▸ Exercise goal
Check every line of the material below for the string "while". State how many lines have it.

▸ Material shown
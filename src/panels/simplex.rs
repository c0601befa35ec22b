// MIT License - Copyright (c) 2026 Peter Wright
// Simplex 4100ES printer protocol

//! ```text
//! 10:15:32 THU 14-MAR-24
//! -1:M1-17 ALARM
//! -SMOKE DETECTOR 3RD FLOOR EAST
//! ```
//!
//! The first line is the panel timestamp. Data lines start with `-`: the
//! first carries the event code, the rest are metadata. Codes with a `:`
//! are point addresses and always report at maximum severity.

use crate::constants::SEVERITY_MAX;
use crate::framing::{BlankLineStrategy, FramePolicy};
use crate::message::PanelRecord;
use crate::panels::frame_lines;
use crate::serial::{Parity, SerialSettings};

const DATA_PREFIX: char = '-';

pub const FRAME_POLICY: FramePolicy = FramePolicy {
    report_delimiter: "#####",
    report_terminator_count: 2,
    strategy: BlankLineStrategy::WaitForBlank,
    report_trailer: None,
    event_trailer: Some(has_data_line),
};

/// The panel sometimes prints the timestamp, a blank line, then the data.
fn has_data_line(text: &str) -> bool {
    text.lines().any(|l| l.trim_start().starts_with(DATA_PREFIX))
}

pub fn serial_defaults() -> SerialSettings {
    SerialSettings {
        baud_rate: 9600,
        data_bits: 8,
        parity: Parity::None,
        stop_bits: 1,
        software_flow_control: true,
        ..SerialSettings::default()
    }
}

pub fn severity_override(code: &str) -> Option<i32> {
    code.contains(':').then_some(SEVERITY_MAX)
}

pub fn parse_event(frame: &str) -> Option<PanelRecord> {
    let lines = frame_lines(frame);
    let (header, rest) = lines.split_first()?;
    if header.starts_with(DATA_PREFIX) {
        return None;
    }

    let mut data = rest
        .iter()
        .filter_map(|l| l.strip_prefix(DATA_PREFIX))
        .map(str::trim);
    let code = data.next().filter(|c| !c.is_empty())?;
    let metadata = data.collect::<Vec<_>>().join(" | ");

    Some(PanelRecord {
        code: code.to_string(),
        panel_time: Some(header.to_string()),
        metadata,
    })
}
// MIT License - Copyright (c) 2026 Peter Wright
// Serial ingestion worker

//! Owns the serial connection: reads bytes, frames them with the active
//! panel model's policy, parses frames into records and queues them for
//! the publisher.
//!
//! The active model arrives through a `watch` channel. A change is picked
//! up at the top of the loop, never while a read is in flight: the port is
//! closed, framing state is dropped and the port is reopened with the new
//! model's serial settings.

use std::sync::atomic::{AtomicBool, Ordering};
use std::sync::Arc;
use std::time::Duration;

use tokio::io::AsyncReadExt;
use tokio::sync::watch;
use tokio_util::sync::CancellationToken;
use tracing::{debug, error, info, warn};

use crate::backoff::{sleep_or_cancel, Backoff};
use crate::error::{BridgeError, Result};
use crate::framing::{Frame, Framer};
use crate::message::{ClientIdentity, ParsedEvent, RecordType};
use crate::panels::{PanelModel, ReportOutcome};
use crate::queue::DurableQueue;
use crate::serial::{PortOpener, SerialLink, SerialOverrides, SerialSettings};
use crate::severity::SeverityTable;

const READ_BUF_SIZE: usize = 1024;

#[derive(Debug, Clone)]
pub struct IngestSettings {
    pub reconnect_base: Duration,
    pub reconnect_cap: Duration,
}

impl Default for IngestSettings {
    fn default() -> Self {
        Self {
            reconnect_base: Duration::from_secs(1),
            reconnect_cap: Duration::from_secs(60),
        }
    }
}

pub struct SerialIngest<O: PortOpener> {
    opener: Arc<O>,
    model_rx: watch::Receiver<PanelModel>,
    overrides: SerialOverrides,
    severity: Arc<SeverityTable>,
    identity: ClientIdentity,
    queue: Arc<DurableQueue>,
    serial_up: Arc<AtomicBool>,
    settings: IngestSettings,
}

/// What the loop should do after a read.
enum Step {
    Continue,
    Reconnect,
    Cancelled,
}

impl<O: PortOpener> SerialIngest<O> {
    #[allow(clippy::too_many_arguments)]
    pub fn new(
        opener: Arc<O>,
        model_rx: watch::Receiver<PanelModel>,
        overrides: SerialOverrides,
        severity: Arc<SeverityTable>,
        identity: ClientIdentity,
        queue: Arc<DurableQueue>,
        serial_up: Arc<AtomicBool>,
        settings: IngestSettings,
    ) -> Self {
        Self {
            opener,
            model_rx,
            overrides,
            severity,
            identity,
            queue,
            serial_up,
            settings,
        }
    }

    fn serial_settings(&self, model: PanelModel) -> SerialSettings {
        self.overrides.apply(model.serial_defaults())
    }

    /// Run until cancelled. Transport and decode errors are handled here.
    pub async fn run(mut self, cancel: CancellationToken) -> Result<()> {
        let mut backoff = Backoff::new(self.settings.reconnect_base, self.settings.reconnect_cap);
        let mut model = *self.model_rx.borrow_and_update();
        let mut identity = self.identity.with_model_id(model.id());
        let mut framer = Framer::new(model.frame_policy());
        let mut link: Option<O::Link> = None;
        let mut buf = vec![0u8; READ_BUF_SIZE];
        info!("Serial ingestion started for {model}");

        while !cancel.is_cancelled() {
            if self.model_rx.has_changed().unwrap_or(false) {
                let next = *self.model_rx.borrow_and_update();
                if next != model {
                    info!("Panel model changed: {model} -> {next}, reopening serial port");
                    model = next;
                    identity = identity.with_model_id(model.id());
                    framer = Framer::new(model.frame_policy());
                    if link.take().is_some() {
                        self.set_serial_up(false);
                    }
                }
            }

            let settings = self.serial_settings(model);
            let Some(port) = link.as_mut() else {
                match self.opener.open(&settings).await {
                    Ok(opened) => {
                        info!("Serial port open ({} baud)", settings.baud_rate);
                        link = Some(opened);
                        framer.reset();
                        backoff.reset();
                        self.set_serial_up(true);
                    }
                    Err(e) if !e.is_retryable() => {
                        self.set_serial_up(false);
                        error!("Serial port cannot be opened with these settings: {e}");
                        return Err(e);
                    }
                    Err(e) => {
                        self.set_serial_up(false);
                        let delay = backoff.next_delay();
                        error!("Cannot open serial port: {e}. Retrying in {delay:?}");
                        if !sleep_or_cancel(&cancel, delay).await {
                            break;
                        }
                    }
                }
                continue;
            };

            let step = self
                .read_once(port, &mut buf, &mut framer, model, &identity, settings.read_timeout, &cancel)
                .await;
            match step {
                Step::Continue => {}
                Step::Cancelled => break,
                Step::Reconnect => {
                    link = None;
                    framer.reset();
                    self.set_serial_up(false);
                    let delay = backoff.next_delay();
                    if !sleep_or_cancel(&cancel, delay).await {
                        break;
                    }
                }
            }
        }

        self.set_serial_up(false);
        info!("Serial ingestion stopped");
        Ok(())
    }

    #[allow(clippy::too_many_arguments)]
    async fn read_once(
        &self,
        port: &mut O::Link,
        buf: &mut [u8],
        framer: &mut Framer,
        model: PanelModel,
        identity: &ClientIdentity,
        read_timeout: Duration,
        cancel: &CancellationToken,
    ) -> Step {
        let read = tokio::select! {
            _ = cancel.cancelled() => return Step::Cancelled,
            read = tokio::time::timeout(read_timeout, port.read(buf)) => read,
        };

        let read = match read {
            // nothing within the poll window
            Err(_) => return Step::Continue,
            Ok(Ok(0)) => Err(BridgeError::SerialClosed),
            Ok(Ok(n)) => Ok(n),
            Ok(Err(e)) => Err(BridgeError::Io(e)),
        };

        match read {
            Ok(n) => {
                let feed = framer.feed(&buf[..n]);
                for frame in feed.frames {
                    self.dispatch(model, identity, frame);
                }
                if let Some(e) = feed.decode_error {
                    debug!("{e}, discarding serial input");
                    if let Err(e) = port.discard_input() {
                        error!("Failed to clear serial input buffer: {e}");
                        return Step::Reconnect;
                    }
                }
                Step::Continue
            }
            Err(e) => {
                error!("Lost serial connection: {e}");
                Step::Reconnect
            }
        }
    }

    fn dispatch(&self, model: PanelModel, identity: &ClientIdentity, frame: Frame) {
        match frame {
            Frame::Event(text) => match model.parse_event(&text) {
                Some(record) => {
                    let severity = model.resolve_severity(&self.severity, &record.code);
                    let event =
                        ParsedEvent::from_record(identity, RecordType::Event, record, Some(severity));
                    info!("Event queued: {} (severity {severity})", event.code);
                    self.queue.enqueue(event.into_message());
                }
                None => warn!("Unparseable event from {model}, dropped: {text:?}"),
            },
            Frame::Report(text) => match model.parse_report(&text) {
                ReportOutcome::Parsed(record) => {
                    let report = ParsedEvent::from_record(identity, RecordType::Report, record, None);
                    info!("Report queued ({} bytes)", text.len());
                    self.queue.enqueue(report.into_message());
                }
                ReportOutcome::Unparseable => warn!("Unparseable report from {model}, dropped"),
                ReportOutcome::Unsupported => {
                    warn!("Reports are not supported for {model}, dismissing report")
                }
            },
        }
    }

    fn set_serial_up(&self, up: bool) {
        if self.serial_up.swap(up, Ordering::Relaxed) != up {
            debug!("Serial link {}", if up { "up" } else { "down" });
        }
    }
}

▸ Problem solution
2